▶ _ASSIGNMENT_
State the number of lines in the records underneath where the word "NodeId" turns up, and say nothing else.

▶ _Stored items_
───
//! Editor configuration.
//!
//! Everything is optional on the wire; missing keys take the defaults below.

use sb_core::geometry::Point;
use serde::{Deserialize, Serialize};

#[derive(Debug, Clone, PartialEq, Serialize, Deserialize)]
#[serde(default, rename_all = "camelCase")]
pub struct EditorConfig {
    /// How long the page-flip effect runs before the new page is committed.
    pub flip_duration_ms: u32,
    /// Supersampling factor handed to the rasterizer.
    pub pixel_ratio: f32,
    /// Blank pages in a freshly created scrapbook.
    pub initial_page_count: usize,
    /// Logical point where click-to-add places a node.
    pub palette_drop_point: Point,
    /// Canvas zoom used until the host reports its real size.
    pub default_editor_scale: f32,
    pub default_title: String,
    pub default_category: String,
}

impl Default for EditorConfig {
    fn default() -> Self {
        Self {
            flip_duration_ms: 400,
            pixel_ratio: 2.0,
            initial_page_count: 4,
            palette_drop_point: Point::new(100.0, 100.0),
            default_editor_scale: 0.5,
            default_title: "My new scrapbook".into(),
            default_category: "life".into(),
        }
    }
}

impl EditorConfig {
    /// Parse a JSON config, ignoring unknown keys.
    pub fn from_json(json: &str) -> Result<Self, serde_json::Error> {
        let config: Self = serde_json::from_str(json)?;
        Ok(config.sanitized())
    }

    /// Replace values no editor could work with by their defaults.
    fn sanitized(mut self) -> Self {
        let defaults = Self::default();
        if !(self.pixel_ratio.is_finite() && self.pixel_ratio > 0.0) {
            log::warn!("pixelRatio {} is not usable, using {}", self.pixel_ratio, defaults.pixel_ratio);
            self.pixel_ratio = defaults.pixel_ratio;
        }
        if !(self.default_editor_scale.is_finite() && self.default_editor_scale > 0.0) {
            self.default_editor_scale = defaults.default_editor_scale;
        }
        if self.initial_page_count == 0 {
            self.initial_page_count = defaults.initial_page_count;
        }
        self
    }
}
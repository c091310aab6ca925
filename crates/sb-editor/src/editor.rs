//! The editor facade.
//!
//! Ties the document store, the interaction session, page navigation, the
//! image export flow and the suggestion seam together behind the calls a
//! host makes. Failures a user should hear about become [`Notice`]s; none
//! of them escape into the host's event loop.
//!
//! Async work comes in two halves (`*_request` / `apply_*`, or
//! `begin_*` / `finish_*`) so a host can hold the editor only briefly on
//! either side of an await. The `async` helpers chain both halves for
//! hosts that can keep the editor borrowed.

use crate::canvas::{EditorSession, Mode};
use crate::config::EditorConfig;
use crate::document::{DocumentError, DocumentStore, NodePatch, PageMutation};
use crate::export::{ImageArtifact, ImageExport, RasterJob, Rasterizer};
use crate::input::CanvasEvent;
use crate::navigator::PageNavigator;
use crate::notice::{Notice, Notices};
use crate::stickers::StickerLibrary;
use crate::suggest::{ImageEdit, ImageEditRequest, SuggestError, SuggestionService, TextRequest, TextSuggestion};
use sb_core::geometry::ViewTransform;
use sb_core::id::{Clock, NodeId, SystemClock};
use sb_core::model::{Page, Scrapbook, ScrapbookId, ScrapbookStyle};
use sb_core::props::PropValue;
use sb_render::{ExportOptions, document_filename, page_html, spread_html, standalone_html};

/// Margin kept around the page when fitting it to the canvas container.
const FIT_MARGIN: f32 = 40.0;

/// A text suggestion in flight, pinned to the node it was asked for.
#[derive(Debug, Clone, PartialEq)]
pub struct PendingSuggestion {
    pub book: ScrapbookId,
    pub page: usize,
    pub node: NodeId,
    pub request: TextRequest,
}

pub struct Editor<C: Clock = SystemClock> {
    config: EditorConfig,
    clock: C,
    store: DocumentStore,
    open: Option<ScrapbookId>,
    session: EditorSession,
    navigator: PageNavigator,
    view: ViewTransform,
    image_export: ImageExport,
    export_options: ExportOptions,
    notices: Notices,
    stickers: StickerLibrary,
}

impl Editor<SystemClock> {
    pub fn new(config: EditorConfig) -> Self {
        Self::with_clock(config, SystemClock)
    }
}
//! Hex colour handling for colour-typed props.
//!
//! Props store colours as CSS hex strings. Anything written through the
//! template registry is parsed here first and re-emitted in canonical form.

/// RGBA colour, 4 × f32 in [0.0, 1.0].
#[derive(Debug, Clone, Copy, PartialEq)]
pub struct Color {
    pub r: f32,
    pub g: f32,
    pub b: f32,
    pub a: f32,
}

fn hex_val(c: u8) -> Option<u8> {
    match c {
        b'0'..=b'9' => Some(c - b'0'),
        b'a'..=b'f' => Some(c - b'a' + 10),
        b'A'..=b'F' => Some(c - b'A' + 10),
        _ => None,
    }
}

fn pair(hi: u8, lo: u8) -> Option<f32> {
    Some((hex_val(hi)? << 4 | hex_val(lo)?) as f32 / 255.0)
}

fn single(c: u8) -> Option<f32> {
    Some((hex_val(c)? * 17) as f32 / 255.0)
}

impl Color {
    pub const fn rgba(r: f32, g: f32, b: f32, a: f32) -> Self {
        Self { r, g, b, a }
    }

    /// Parse `#RGB`, `#RGBA`, `#RRGGBB` or `#RRGGBBAA` (leading `#` optional).
    pub fn from_hex(hex: &str) -> Option<Self> {
        let hex = hex.trim();
        let hex = hex.strip_prefix('#').unwrap_or(hex);
        let b = hex.as_bytes();

        match b.len() {
            3 => Some(Self::rgba(single(b[0])?, single(b[1])?, single(b[2])?, 1.0)),
            4 => Some(Self::rgba(
                single(b[0])?,
                single(b[1])?,
                single(b[2])?,
                single(b[3])?,
            )),
            6 => Some(Self::rgba(
                pair(b[0], b[1])?,
                pair(b[2], b[3])?,
                pair(b[4], b[5])?,
                1.0,
            )),
            8 => Some(Self::rgba(
                pair(b[0], b[1])?,
                pair(b[2], b[3])?,
                pair(b[4], b[5])?,
                pair(b[6], b[7])?,
            )),
            _ => None,
        }
    }

    /// Lowercase `#rrggbb`, or `#rrggbbaa` when not fully opaque.
    /// Matches what a browser `<input type="color">` hands back.
    pub fn to_hex(&self) -> String {
        let r = (self.r * 255.0).round() as u8;
        let g = (self.g * 255.0).round() as u8;
        let b = (self.b * 255.0).round() as u8;
        let a = (self.a * 255.0).round() as u8;
        if a == 255 {
            format!("#{r:02x}{g:02x}{b:02x}")
        } else {
            format!("#{r:02x}{g:02x}{b:02x}{a:02x}")
        }
    }
}

/// Validate a colour string and return its canonical hex form.
pub fn normalize_hex(input: &str) -> Option<String> {
    Color::from_hex(input).map(|c| c.to_hex())
}
fn accordion(p: &AccordionProps, img_bg: &str, open: bool) -> View {
    let panel = |i: usize| {
        let shift = if open { 0.0 } else { -8.0 * i as f32 };
        View::div("sb-accordion-panel")
            .style("width", if open { px(p.width / 4.0) } else { "10px".into() })
            .style(
                "transform",
                format!(
                    "skewY({}) translateX({})",
                    if i % 2 == 0 { "5deg" } else { "-5deg" },
                    px(shift)
                ),
            )
            .style("z-index", (4 - i).to_string())
            .child(
                View::image(img_bg, "sb-accordion-image")
                    .style("left", format!("-{}%", i * 100))
                    .style("width", px(p.width)),
            )
            .child_if(i == 0, || {
                View::div("sb-accordion-caption")
                    .child(View::element("span").child(View::text(&p.title)))
            })
    };
    toggle_root("sb-accordion")
        .style("height", px(p.height))
        .children((0..4).map(panel))
}

fn wanted(p: &WantedProps, img_bg: &str, open: bool) -> View {
    toggle_root("sb-wanted")
        .style("width", px(p.width))
        .style("height", px(p.height))
        .child(View::div("sb-wanted-texture"))
        .child(
            View::div("sb-wanted-body")
                .child(View::element("h2").class("sb-wanted-heading").child(View::text("Wanted")))
                .child(
                    View::div("sb-wanted-photo").child(
                        cover(img_bg)
                            .class("sb-wanted-image")
                            .when(!open, |v| v.class("sb-blurred")),
                    ),
                )
                .child(View::element("p").class("sb-wanted-bounty").child(View::text(&p.title))),
        )
        .child(View::div("sb-wanted-tint").style("opacity", if open { "0" } else { "1" }))
}

fn suit(p: &SuitProps, img_bg: &str, open: bool) -> View {
    toggle_root("sb-suit")
        .style("width", px(p.width))
        .style("height", px(p.height))
        .child(
            View::div("sb-suit-handle")
                .style("height", if open { "40%" } else { "10%" })
                .child(View::div("sb-suit-grip")),
        )
        .child(
            View::div("sb-suit-card")
                .class(if open { "sb-card-up" } else { "sb-card-down" })
                .style("width", px(p.width * 0.8))
                .child(View::div("sb-suit-photo").child(cover(img_bg)))
                .child(View::element("p").class("sb-suit-tag").child(View::text(&p.title))),
        )
        .child(
            View::div("sb-suit-case")
                .style("background-color", &p.color)
                .child_if(!open, || {
                    View::div("sb-suit-hint")
                        .child(View::element("span").child(View::text("▲")))
                        .child(View::element("span").child(View::text("Pull me")))
                }),
        )
}

fn window(p: &WindowProps, img_bg: &str, open: bool) -> View {
    let shutter = |side: &'static str, angle: &'static str| {
        View::div("sb-shutter")
            .class(side)
            .style("background-color", &p.color)
            .style(
                "transform",
                if open {
                    format!("perspective(1000px) rotateY({angle})")
                } else {
                    "rotateY(0deg)".to_owned()
                },
            )
    };
    toggle_root("sb-window")
        .style("width", px(p.width))
        .style("height", px(p.height))
        .child(View::div("sb-window-view").child(cover(img_bg)))
        .child(shutter("sb-left", "-110deg"))
        .child(shutter("sb-right", "110deg"))
}

fn polaroid(p: &PolaroidProps, img_bg: &str, open: bool) -> View {
    toggle_root("sb-polaroid")
        .style("width", px(p.width))
        .style("transform", if open { "rotate(-5deg) scale(1.1)" } else { "rotate(2deg)" })
        .child(
            View::div("sb-polaroid-photo")
                .child(cover(img_bg))
                .child(View::div("sb-polaroid-gloss")),
        )
        .child(View::element("p").class("sb-polaroid-caption").child(View::text(&p.title)))
}

fn custom(type_name: &str, open: bool) -> View {
    toggle_root("sb-custom").child(View::text(format!(
        "{type_name} {}",
        if open { "Open" } else { "Closed" }
    )))
}
//! Connection curves between nodes.
//!
//! Each edge is a cubic from the source anchor to the target anchor with
//! both control points on the horizontal midpoint, drawn dashed with an
//! arrowhead at the target end.

use crate::view::{View, num};
use kurbo::{BezPath, PathEl, Point as KPoint};
use sb_core::geometry::{PAGE_HEIGHT, PAGE_WIDTH, Point};
use sb_core::model::Page;

pub const LINK_COLOR: &str = "#6366f1";
const ARROW_ID: &str = "sb-arrow";

fn kp(p: Point) -> KPoint {
    KPoint::new(p.x as f64, p.y as f64)
}

/// Curve between two anchor points.
pub fn link_path(from: Point, to: Point) -> BezPath {
    let mid = (from.x + to.x) / 2.0;
    let mut path = BezPath::new();
    path.move_to(kp(from));
    path.curve_to(
        kp(Point::new(mid, from.y)),
        kp(Point::new(mid, to.y)),
        kp(to),
    );
    path
}

/// SVG path data with compact numbers.
pub fn path_data(path: &BezPath) -> String {
    let p = |pt: KPoint| format!("{} {}", num(pt.x as f32), num(pt.y as f32));
    path.elements()
        .iter()
        .map(|el| match *el {
            PathEl::MoveTo(a) => format!("M {}", p(a)),
            PathEl::LineTo(a) => format!("L {}", p(a)),
            PathEl::QuadTo(a, b) => format!("Q {}, {}", p(a), p(b)),
            PathEl::CurveTo(a, b, c) => format!("C {}, {}, {}", p(a), p(b), p(c)),
            PathEl::ClosePath => "Z".to_owned(),
        })
        .collect::<Vec<_>>()
        .join(" ")
}

/// Overlay with one curve per resolvable connection on `page`.
pub fn link_layer(page: &Page) -> View {
    let marker = View::element("marker")
        .attr("id", ARROW_ID)
        .attr("markerWidth", "10")
        .attr("markerHeight", "7")
        .attr("refX", "9")
        .attr("refY", "3.5")
        .attr("orient", "auto")
        .child(
            View::element("polygon")
                .attr("points", "0 0, 10 3.5, 0 7")
                .attr("fill", LINK_COLOR),
        );

    let paths = page.resolved_connections().map(|(from, to)| {
        View::element("path")
            .attr("d", path_data(&link_path(from.anchor(), to.anchor())))
            .attr("stroke", LINK_COLOR)
            .attr("stroke-width", "2")
            .attr("stroke-dasharray", "4,4")
            .attr("fill", "none")
            .attr("marker-end", format!("url(#{ARROW_ID})"))
    });

    View::element("svg")
        .class("sb-links")
        .attr("viewBox", format!("0 0 {} {}", num(PAGE_WIDTH), num(PAGE_HEIGHT)))
        .child(View::element("defs").child(marker))
        .children(paths)
}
───
▶ _RESULT OF THIS TASK_
2